Only the stretch of the listing below that runs from the line with "pub fn for_path(path: &Path)" through the line with "directory's own name." is to be printed, exactly and with both ends.

......

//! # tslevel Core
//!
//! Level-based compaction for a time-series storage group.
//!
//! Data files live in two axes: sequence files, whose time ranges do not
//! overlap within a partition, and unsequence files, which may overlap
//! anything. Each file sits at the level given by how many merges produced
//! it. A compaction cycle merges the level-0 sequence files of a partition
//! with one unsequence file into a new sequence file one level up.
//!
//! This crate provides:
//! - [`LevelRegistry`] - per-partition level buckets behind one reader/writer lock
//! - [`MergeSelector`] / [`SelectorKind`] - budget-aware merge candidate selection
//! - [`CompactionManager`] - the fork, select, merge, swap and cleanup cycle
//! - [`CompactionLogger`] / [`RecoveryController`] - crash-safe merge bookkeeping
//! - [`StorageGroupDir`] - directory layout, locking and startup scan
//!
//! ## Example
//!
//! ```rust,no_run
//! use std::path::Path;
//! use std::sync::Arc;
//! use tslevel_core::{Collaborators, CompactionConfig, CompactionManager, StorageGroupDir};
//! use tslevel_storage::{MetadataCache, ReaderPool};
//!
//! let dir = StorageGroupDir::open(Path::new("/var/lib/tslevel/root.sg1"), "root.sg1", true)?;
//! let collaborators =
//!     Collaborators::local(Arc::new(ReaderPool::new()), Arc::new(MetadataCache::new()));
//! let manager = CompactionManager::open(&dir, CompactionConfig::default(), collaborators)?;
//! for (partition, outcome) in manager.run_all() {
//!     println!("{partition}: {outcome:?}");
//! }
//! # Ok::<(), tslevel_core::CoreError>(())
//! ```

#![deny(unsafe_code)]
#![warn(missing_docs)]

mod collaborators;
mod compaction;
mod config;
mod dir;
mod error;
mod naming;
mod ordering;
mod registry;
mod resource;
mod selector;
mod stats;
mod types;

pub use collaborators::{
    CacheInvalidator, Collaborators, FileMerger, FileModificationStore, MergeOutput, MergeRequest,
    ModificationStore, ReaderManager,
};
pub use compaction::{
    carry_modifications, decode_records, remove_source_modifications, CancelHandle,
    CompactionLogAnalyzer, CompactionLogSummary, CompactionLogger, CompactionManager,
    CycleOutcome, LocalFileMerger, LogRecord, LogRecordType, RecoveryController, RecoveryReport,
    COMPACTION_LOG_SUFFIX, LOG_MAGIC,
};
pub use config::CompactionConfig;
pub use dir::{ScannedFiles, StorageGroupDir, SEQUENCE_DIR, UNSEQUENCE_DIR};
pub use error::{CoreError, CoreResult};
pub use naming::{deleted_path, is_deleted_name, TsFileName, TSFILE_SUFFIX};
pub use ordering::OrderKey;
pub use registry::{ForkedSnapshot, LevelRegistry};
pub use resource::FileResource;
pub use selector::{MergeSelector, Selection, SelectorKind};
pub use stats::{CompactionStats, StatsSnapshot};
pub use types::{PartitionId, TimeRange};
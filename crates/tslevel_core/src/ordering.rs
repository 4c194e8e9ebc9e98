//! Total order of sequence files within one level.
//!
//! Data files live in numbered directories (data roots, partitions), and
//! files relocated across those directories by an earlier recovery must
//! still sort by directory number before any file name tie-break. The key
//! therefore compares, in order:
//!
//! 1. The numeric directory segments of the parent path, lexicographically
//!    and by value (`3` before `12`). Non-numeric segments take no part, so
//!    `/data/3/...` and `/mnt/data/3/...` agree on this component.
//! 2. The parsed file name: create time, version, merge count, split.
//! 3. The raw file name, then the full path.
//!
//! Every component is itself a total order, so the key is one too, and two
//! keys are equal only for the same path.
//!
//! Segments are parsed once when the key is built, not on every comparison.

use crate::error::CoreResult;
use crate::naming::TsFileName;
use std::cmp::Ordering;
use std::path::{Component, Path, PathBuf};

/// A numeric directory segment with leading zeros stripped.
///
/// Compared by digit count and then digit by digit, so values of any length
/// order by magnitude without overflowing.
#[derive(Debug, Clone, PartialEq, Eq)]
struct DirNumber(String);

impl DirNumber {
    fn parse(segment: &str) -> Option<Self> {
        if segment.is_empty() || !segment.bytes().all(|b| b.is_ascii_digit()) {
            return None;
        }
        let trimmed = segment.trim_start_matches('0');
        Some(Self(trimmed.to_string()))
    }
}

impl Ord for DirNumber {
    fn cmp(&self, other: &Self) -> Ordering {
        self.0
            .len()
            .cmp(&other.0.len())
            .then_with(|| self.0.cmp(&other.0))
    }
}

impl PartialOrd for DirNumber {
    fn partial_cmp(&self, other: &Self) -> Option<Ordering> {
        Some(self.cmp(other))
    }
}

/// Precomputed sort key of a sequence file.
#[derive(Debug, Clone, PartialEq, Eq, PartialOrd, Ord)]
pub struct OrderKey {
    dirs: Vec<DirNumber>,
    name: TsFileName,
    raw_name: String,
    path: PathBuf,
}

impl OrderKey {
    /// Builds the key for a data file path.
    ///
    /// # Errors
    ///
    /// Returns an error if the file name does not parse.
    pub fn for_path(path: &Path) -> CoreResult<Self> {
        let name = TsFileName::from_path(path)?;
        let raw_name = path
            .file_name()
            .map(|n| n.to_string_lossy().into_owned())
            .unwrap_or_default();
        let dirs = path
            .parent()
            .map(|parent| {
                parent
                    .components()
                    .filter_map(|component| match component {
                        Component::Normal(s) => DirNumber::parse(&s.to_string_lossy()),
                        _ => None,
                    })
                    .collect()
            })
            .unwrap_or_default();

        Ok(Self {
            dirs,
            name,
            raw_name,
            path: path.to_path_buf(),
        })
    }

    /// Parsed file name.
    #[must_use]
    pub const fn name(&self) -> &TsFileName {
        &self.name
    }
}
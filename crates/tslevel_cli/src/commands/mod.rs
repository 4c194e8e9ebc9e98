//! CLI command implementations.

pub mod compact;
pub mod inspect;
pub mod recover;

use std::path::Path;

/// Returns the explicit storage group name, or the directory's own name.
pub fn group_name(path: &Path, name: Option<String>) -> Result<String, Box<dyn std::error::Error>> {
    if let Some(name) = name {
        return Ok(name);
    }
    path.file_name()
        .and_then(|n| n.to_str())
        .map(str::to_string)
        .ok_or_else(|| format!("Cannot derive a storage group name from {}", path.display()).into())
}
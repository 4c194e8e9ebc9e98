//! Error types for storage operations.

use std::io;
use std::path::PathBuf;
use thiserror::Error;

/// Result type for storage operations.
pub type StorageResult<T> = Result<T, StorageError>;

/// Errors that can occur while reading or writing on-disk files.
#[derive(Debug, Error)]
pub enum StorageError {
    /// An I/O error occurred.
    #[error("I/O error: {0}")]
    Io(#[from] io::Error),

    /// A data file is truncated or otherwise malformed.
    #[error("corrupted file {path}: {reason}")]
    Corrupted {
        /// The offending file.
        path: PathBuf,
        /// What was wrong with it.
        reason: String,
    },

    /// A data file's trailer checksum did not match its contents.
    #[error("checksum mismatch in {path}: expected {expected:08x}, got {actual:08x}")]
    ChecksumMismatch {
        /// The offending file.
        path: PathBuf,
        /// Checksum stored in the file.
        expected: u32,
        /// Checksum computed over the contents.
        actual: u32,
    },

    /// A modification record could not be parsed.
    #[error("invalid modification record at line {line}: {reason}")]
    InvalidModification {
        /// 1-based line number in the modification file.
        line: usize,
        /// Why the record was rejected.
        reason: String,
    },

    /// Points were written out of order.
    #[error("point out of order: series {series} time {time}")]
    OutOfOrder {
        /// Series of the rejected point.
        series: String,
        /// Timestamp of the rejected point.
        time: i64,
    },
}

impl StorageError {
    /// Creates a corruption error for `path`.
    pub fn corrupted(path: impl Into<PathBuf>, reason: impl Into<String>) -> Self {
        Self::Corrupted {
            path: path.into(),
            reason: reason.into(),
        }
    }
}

......

Result of this exercise:
    pub fn for_path(path: &Path) -> CoreResult<Self> {
        let name = TsFileName::from_path(path)?;
        let raw_name = path
            .file_name()
            .map(|n| n.to_string_lossy().into_owned())
            .unwrap_or_default();
        let dirs = path
            .parent()
            .map(|parent| {
                parent
                    .components()
                    .filter_map(|component| match component {
                        Component::Normal(s) => DirNumber::parse(&s.to_string_lossy()),
                        _ => None,
                    })
                    .collect()
            })
            .unwrap_or_default();

        Ok(Self {
            dirs,
            name,
            raw_name,
            path: path.to_path_buf(),
        })
    }

    /// Parsed file name.
    #[must_use]
    pub const fn name(&self) -> &TsFileName {
        &self.name
    }
}
filename crates/tslevel_cli/src/commands/mod.rs
repository 4c194e8e9ebc9e98
//! CLI command implementations.

pub mod compact;
pub mod inspect;
pub mod recover;

use std::path::Path;

/// Returns the explicit storage group name, or the directory's own name.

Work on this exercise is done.